An independent security researcher has published exploit code for a zero-day vulnerability in Windows XP and Windows...
"Upon successful exploitation, a remote attacker is able to execute arbitrary commands with the privileges of the current user," he said.
The decision to use full disclosure for this vulnerability will revive the discussions around full versus responsible disclosure, said Wolfgang Kandek, chief technology officer at security firm Qualys.
Ormandy defended the decision, saying: "I ha've concluded that there is a significant possibility that attackers have studied this component, and releasing this information rapidly is in the best interest of security."
In the advisory, Ormandy calls for increased pressure on Microsoft to invest in developing processes for faster responses to external security reports.
The vulnerability is in the Windows Help and Support Center component and is accessed through the protocol handler "hcp://".

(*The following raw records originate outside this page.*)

//! Session window selection

use serde::{Deserialize, Serialize};

use crate::error::FusionError;
use crate::types::{Stream, Timestamp};

/// Inclusive `[start, end]` time window, given as RFC 3339 instants
#[derive(Debug, Clone, Copy, PartialEq, Serialize, Deserialize)]
pub struct TimeWindow {
    pub start: Timestamp,
    pub end: Timestamp,
}

impl TimeWindow {
    pub fn new(start: Timestamp, end: Timestamp) -> Self {
        Self { start, end }
    }

    pub fn validate(&self) -> Result<(), FusionError> {
        if self.start > self.end {
            return Err(FusionError::InvalidConfig(format!(
                "window start {} is after end {}",
                self.start.to_rfc3339(),
                self.end.to_rfc3339()
            )));
        }
        Ok(())
    }

    pub fn contains(&self, t: &Timestamp) -> bool {
        *t >= self.start && *t <= self.end
    }

    /// Keep records inside the window; returns the selection and the number removed
    pub fn select(&self, stream: &Stream) -> (Stream, usize) {
        let lo = stream.records().partition_point(|r| r.time < self.start);
        let hi = stream.records().partition_point(|r| r.time <= self.end);
        let kept = stream.records()[lo..hi.max(lo)].to_vec();
        let removed = stream.len() - kept.len();
        (stream.derive(kept), removed)
    }
}
/// Turn a recoverable numeric failure into a `Failed` outcome; anything else aborts the run
fn recover(err: FusionError) -> Result<StepOutcome, FusionError> {
    match err {
        FusionError::DegenerateRange { .. } => Ok(StepOutcome::Failed {
            code: err.code(),
            error: err.to_string(),
        }),
        other => Err(other),
    }
}

fn run_step(
    registry: &mut BTreeMap<String, Stream>,
    index: usize,
    step: &StepConfig,
    warnings: &mut Vec<String>,
) -> Result<StepReport, FusionError> {
    let (stream, outcome) = match step {
        StepConfig::Join(join) => {
            let left = apply_skew(lookup(registry, &join.left)?, join.left_skew())?;
            let selected;
            let right = match &join.columns {
                Some(columns) => {
                    selected = lookup(registry, &join.right)?.select(columns)?;
                    &selected
                }
                None => lookup(registry, &join.right)?,
            };
            if left.is_empty() || right.is_empty() {
                warnings.push(format!(
                    "join {} <- {}: {} is empty",
                    join.left,
                    join.right,
                    if left.is_empty() { &join.left } else { &join.right }
                ));
            }
            let options = JoinOptions::new(join.tolerance())
                .with_right_skew(join.right_skew())
                .with_policy(join.unmatched);
            let (joined, report) = TemporalJoiner::join(&left, right, &options)?;
            registry.insert(join.output.clone(), joined.renamed(join.output.clone()));
            (join.output.clone(), StepOutcome::Joined(report))
        }
        StepConfig::Normalize(normalize) => {
            let reference = lookup(registry, &normalize.reference.stream)?;
            let source = lookup(registry, &normalize.source.stream)?;
            let outcome = match RangeNormalizer::normalize_column(
                reference,
                &normalize.reference.column,
                source,
                &normalize.source.column,
                &normalize.output_column,
                normalize.multipliers.as_ref(),
            ) {
                Ok((normalized, mapping)) => {
                    if mapping.is_none() {
                        warnings.push(format!(
                            "'{}' on '{}' has no range to map from; filled with null",
                            normalize.output_column, normalize.source.stream
                        ));
                    }
                    registry.insert(normalize.source.stream.clone(), normalized);
                    StepOutcome::Mapped {
                        column: normalize.output_column.clone(),
                        mapping,
                    }
                }
                Err(err) => recover(err)?,
            };
            (normalize.source.stream.clone(), outcome)
        }
        StepConfig::UnitScale(scale) => {
            let source = lookup(registry, &scale.stream)?;
            let outcome = match RangeNormalizer::unit_scale(source, &scale.column, &scale.output_column) {
                Ok((scaled, mapping)) => {
                    registry.insert(scale.stream.clone(), scaled);
                    StepOutcome::Mapped {
                        column: scale.output_column.clone(),
                        mapping,
                    }
                }
                Err(err) => recover(err)?,
            };
            (scale.stream.clone(), outcome)
        }
        StepConfig::Composite(composite) => {
            let scored = CompositeScoreBuilder::apply(lookup(registry, &composite.stream)?, &composite.spec)?;
            let unmatched = scored
                .iter()
                .filter(|r| r.get(&composite.spec.name).map_or(false, |v| v.is_unmatched()))
                .count();
            registry.insert(composite.stream.clone(), scored);
            (
                composite.stream.clone(),
                StepOutcome::Scored {
                    column: composite.spec.name.clone(),
                    unmatched,
                },
            )
        }
        StepConfig::Filter(filter) => {
            let (filtered, report) = OutlierFilter::apply(lookup(registry, &filter.stream)?, &filter.bounds)?;
            registry.insert(filter.stream.clone(), filtered);
            (filter.stream.clone(), StepOutcome::Filtered(report))
        }
    };

    Ok(StepReport {
        index,
        step: step.kind(),
        stream,
        outcome,
    })
}
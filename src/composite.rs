//! Composite scores
//!
//! A composite score is a category-weighted sum of already-normalized columns,
//! e.g. `ZIQ = (ZIQspeed + ZIQspin + ZIQpos) × weight(stroke)`.

use serde::{Deserialize, Serialize};
use std::collections::BTreeMap;
use tracing::debug;

use crate::derive::code_key;
use crate::error::FusionError;
use crate::types::{Record, Stream, Value};

fn default_coefficient() -> f64 {
    1.0
}

fn default_weight() -> f64 {
    1.0
}

/// One weighted input of a composite score
#[derive(Debug, Clone, PartialEq, Serialize, Deserialize)]
pub struct ScoreTerm {
    pub column: String,
    #[serde(default = "default_coefficient")]
    pub coefficient: f64,
}

/// Composite score definition
#[derive(Debug, Clone, PartialEq, Serialize, Deserialize)]
pub struct CompositeSpec {
    /// Output column
    pub name: String,
    pub terms: Vec<ScoreTerm>,
    /// Category column selecting the weight; every record gets the default when absent
    #[serde(default)]
    pub category_column: Option<String>,
    #[serde(default)]
    pub weights: BTreeMap<String, f64>,
    #[serde(default = "default_weight")]
    pub default_weight: f64,
}

impl CompositeSpec {
    pub fn new(name: impl Into<String>, columns: &[&str]) -> Self {
        Self {
            name: name.into(),
            terms: columns
                .iter()
                .map(|c| ScoreTerm {
                    column: c.to_string(),
                    coefficient: 1.0,
                })
                .collect(),
            category_column: None,
            weights: BTreeMap::new(),
            default_weight: 1.0,
        }
    }

    pub fn weighted_by(mut self, column: impl Into<String>, weights: BTreeMap<String, f64>) -> Self {
        self.category_column = Some(column.into());
        self.weights = weights;
        self
    }

    /// Weight for a record; uncategorized and unlisted records get the default
    pub fn weight_for(&self, record: &Record) -> f64 {
        self.category_column
            .as_deref()
            .and_then(|column| record.get(column))
            .and_then(code_key)
            .and_then(|key| self.weights.get(&key).copied())
            .unwrap_or(self.default_weight)
    }

    /// Score one record; any unmatched or missing term yields `Value::Unmatched`
    pub fn score(&self, record: &Record) -> Value {
        let mut total = 0.0;
        for term in &self.terms {
            match record.number(&term.column) {
                Some(v) => total += term.coefficient * v,
                None => return Value::Unmatched,
            }
        }
        Value::Number(self.weight_for(record) * total)
    }
}

/// Builder adding composite score columns to streams
pub struct CompositeScoreBuilder;

impl CompositeScoreBuilder {
    /// Add `spec.name` to every record of `stream`
    ///
    /// Term columns must be numeric (unmatched allowed) and present on every
    /// record; the category column, when set, must be present too.
    pub fn apply(stream: &Stream, spec: &CompositeSpec) -> Result<Stream, FusionError> {
        for term in &spec.terms {
            stream.numeric_column(&term.column)?;
        }
        if let Some(column) = &spec.category_column {
            stream.require_column(column)?;
        }

        let records: Vec<Record> = stream
            .iter()
            .map(|record| {
                let mut out = record.clone();
                out.columns.insert(spec.name.clone(), spec.score(record));
                out
            })
            .collect();

        let unmatched = records
            .iter()
            .filter(|r| r.get(&spec.name).map_or(false, Value::is_unmatched))
            .count();
        debug!(
            stream = stream.name(),
            score = spec.name.as_str(),
            records = records.len(),
            unmatched,
            "composite score built"
        );

        Ok(stream.derive(records))
    }
}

It can be triggered through all major browsers, particularly if Windows Media Player is available. Ormandy says the vulnerability is easiest to exploit under Internet Explorer 7 (IE7).
Ormandy provides sample exploit code for both IE8 and IE7 in the advisory.
As a work-around for the vulnerability, it is possible to de-register the HCP protocol on the target machine, said Wolfgang Kandek.
But the workaround will disable all local - even legitimate - help links that use the HCP protocol.
"For example, links in the Control Panel may no longer function," said Kandek.
Guide to workaround
1. From the Start Menu, select Run
2. Type regedit then click OK (The registry editor program launches)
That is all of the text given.